Aim of the task -
Scan the material for the string "nested" and copy out every line in which it occurs.
•••••
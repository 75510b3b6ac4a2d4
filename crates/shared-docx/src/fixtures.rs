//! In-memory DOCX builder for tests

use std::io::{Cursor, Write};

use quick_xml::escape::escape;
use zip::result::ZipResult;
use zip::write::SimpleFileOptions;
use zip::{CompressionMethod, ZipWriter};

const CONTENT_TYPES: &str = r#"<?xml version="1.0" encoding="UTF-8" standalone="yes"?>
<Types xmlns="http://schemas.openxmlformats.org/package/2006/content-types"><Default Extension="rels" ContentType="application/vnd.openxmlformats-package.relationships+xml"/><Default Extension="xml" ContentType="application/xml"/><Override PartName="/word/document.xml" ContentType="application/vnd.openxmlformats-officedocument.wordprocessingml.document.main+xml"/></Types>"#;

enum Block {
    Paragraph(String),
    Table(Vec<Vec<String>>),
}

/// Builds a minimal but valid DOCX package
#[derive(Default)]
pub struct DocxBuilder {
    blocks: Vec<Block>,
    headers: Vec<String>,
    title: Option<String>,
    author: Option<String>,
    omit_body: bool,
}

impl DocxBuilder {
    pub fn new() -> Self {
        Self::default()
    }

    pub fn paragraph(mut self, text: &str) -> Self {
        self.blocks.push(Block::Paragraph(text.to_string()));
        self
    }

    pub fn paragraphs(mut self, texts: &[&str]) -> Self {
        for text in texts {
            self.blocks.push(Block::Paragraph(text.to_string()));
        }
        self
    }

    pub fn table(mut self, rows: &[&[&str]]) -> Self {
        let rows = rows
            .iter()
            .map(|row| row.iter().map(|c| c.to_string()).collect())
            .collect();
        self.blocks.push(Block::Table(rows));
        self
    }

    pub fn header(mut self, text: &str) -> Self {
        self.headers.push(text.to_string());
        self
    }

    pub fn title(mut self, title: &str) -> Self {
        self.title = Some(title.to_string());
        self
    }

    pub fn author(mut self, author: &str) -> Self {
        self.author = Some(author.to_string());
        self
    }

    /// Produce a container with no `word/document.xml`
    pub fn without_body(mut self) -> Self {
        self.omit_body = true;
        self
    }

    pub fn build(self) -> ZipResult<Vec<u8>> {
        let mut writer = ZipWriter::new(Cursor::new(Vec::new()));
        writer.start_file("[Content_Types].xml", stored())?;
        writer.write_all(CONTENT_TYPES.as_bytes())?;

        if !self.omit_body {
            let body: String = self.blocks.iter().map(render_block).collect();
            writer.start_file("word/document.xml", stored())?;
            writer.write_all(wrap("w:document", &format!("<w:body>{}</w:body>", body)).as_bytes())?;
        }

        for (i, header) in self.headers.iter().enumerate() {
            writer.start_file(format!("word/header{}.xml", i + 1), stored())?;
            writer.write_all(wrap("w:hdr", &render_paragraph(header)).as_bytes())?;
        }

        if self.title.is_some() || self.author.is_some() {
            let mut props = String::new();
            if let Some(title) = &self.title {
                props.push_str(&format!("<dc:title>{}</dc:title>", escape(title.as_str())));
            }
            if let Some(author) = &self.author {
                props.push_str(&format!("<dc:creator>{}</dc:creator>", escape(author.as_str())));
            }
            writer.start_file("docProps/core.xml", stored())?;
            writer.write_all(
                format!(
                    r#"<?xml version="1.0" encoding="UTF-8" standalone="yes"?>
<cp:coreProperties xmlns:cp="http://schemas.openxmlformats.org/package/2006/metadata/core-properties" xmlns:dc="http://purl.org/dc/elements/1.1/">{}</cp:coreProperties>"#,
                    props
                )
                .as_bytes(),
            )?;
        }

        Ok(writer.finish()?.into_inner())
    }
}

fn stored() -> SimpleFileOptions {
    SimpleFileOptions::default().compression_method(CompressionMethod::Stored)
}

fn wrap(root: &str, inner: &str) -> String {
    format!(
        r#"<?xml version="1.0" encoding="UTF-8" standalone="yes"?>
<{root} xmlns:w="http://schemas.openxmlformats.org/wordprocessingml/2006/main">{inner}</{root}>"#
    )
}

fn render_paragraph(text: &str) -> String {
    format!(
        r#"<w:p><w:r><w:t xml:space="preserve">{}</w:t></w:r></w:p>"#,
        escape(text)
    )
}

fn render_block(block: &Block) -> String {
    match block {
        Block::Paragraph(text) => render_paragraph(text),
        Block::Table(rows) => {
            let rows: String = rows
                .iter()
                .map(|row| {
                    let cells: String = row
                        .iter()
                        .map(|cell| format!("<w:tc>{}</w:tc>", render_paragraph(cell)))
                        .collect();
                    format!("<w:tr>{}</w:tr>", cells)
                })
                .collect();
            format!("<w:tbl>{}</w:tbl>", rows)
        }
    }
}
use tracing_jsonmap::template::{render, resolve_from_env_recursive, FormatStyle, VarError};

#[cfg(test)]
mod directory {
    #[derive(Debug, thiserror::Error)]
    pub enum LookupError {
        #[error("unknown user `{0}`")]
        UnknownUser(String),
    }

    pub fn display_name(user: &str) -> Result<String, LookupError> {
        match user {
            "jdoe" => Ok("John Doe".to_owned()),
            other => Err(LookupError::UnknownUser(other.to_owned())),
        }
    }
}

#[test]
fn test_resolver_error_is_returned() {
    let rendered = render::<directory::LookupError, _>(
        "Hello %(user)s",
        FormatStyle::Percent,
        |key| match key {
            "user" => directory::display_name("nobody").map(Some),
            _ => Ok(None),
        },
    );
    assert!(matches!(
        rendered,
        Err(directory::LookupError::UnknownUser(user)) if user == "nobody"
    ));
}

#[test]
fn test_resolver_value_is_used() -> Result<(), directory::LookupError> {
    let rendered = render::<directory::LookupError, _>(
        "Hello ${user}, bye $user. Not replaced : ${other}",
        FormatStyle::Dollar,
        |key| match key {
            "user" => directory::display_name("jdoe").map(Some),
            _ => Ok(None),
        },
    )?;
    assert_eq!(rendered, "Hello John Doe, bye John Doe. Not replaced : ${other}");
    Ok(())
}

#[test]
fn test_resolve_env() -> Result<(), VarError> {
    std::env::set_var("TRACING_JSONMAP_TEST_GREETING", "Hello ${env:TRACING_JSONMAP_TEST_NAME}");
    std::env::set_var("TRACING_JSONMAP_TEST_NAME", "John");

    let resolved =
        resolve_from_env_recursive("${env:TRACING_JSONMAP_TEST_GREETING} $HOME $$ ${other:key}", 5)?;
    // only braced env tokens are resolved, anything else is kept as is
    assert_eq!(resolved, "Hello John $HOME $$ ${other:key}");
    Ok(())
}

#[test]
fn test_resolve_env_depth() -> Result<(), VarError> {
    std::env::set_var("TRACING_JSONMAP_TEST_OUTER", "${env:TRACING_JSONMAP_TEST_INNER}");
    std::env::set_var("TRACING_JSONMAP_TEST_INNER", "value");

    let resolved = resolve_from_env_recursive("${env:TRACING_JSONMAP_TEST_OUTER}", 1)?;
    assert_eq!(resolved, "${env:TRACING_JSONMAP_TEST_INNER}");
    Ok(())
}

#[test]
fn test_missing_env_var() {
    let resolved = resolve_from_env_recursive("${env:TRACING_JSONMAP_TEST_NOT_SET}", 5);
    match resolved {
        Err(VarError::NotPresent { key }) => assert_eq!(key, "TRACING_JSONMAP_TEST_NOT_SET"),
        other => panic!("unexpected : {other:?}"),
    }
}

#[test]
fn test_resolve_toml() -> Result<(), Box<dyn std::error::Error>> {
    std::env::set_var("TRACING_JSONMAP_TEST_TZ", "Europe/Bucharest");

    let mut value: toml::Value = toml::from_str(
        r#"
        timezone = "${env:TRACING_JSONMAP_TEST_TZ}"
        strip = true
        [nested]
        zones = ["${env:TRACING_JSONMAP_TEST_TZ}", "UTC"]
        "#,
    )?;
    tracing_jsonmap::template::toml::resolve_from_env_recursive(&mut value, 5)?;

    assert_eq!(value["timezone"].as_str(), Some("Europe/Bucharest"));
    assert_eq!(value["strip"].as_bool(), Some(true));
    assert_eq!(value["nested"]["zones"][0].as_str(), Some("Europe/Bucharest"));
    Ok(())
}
•••••
Result of this exercise -
        [nested]
    assert_eq!(value["nested"]["zones"][0].as_str(), Some("Europe/Bucharest"));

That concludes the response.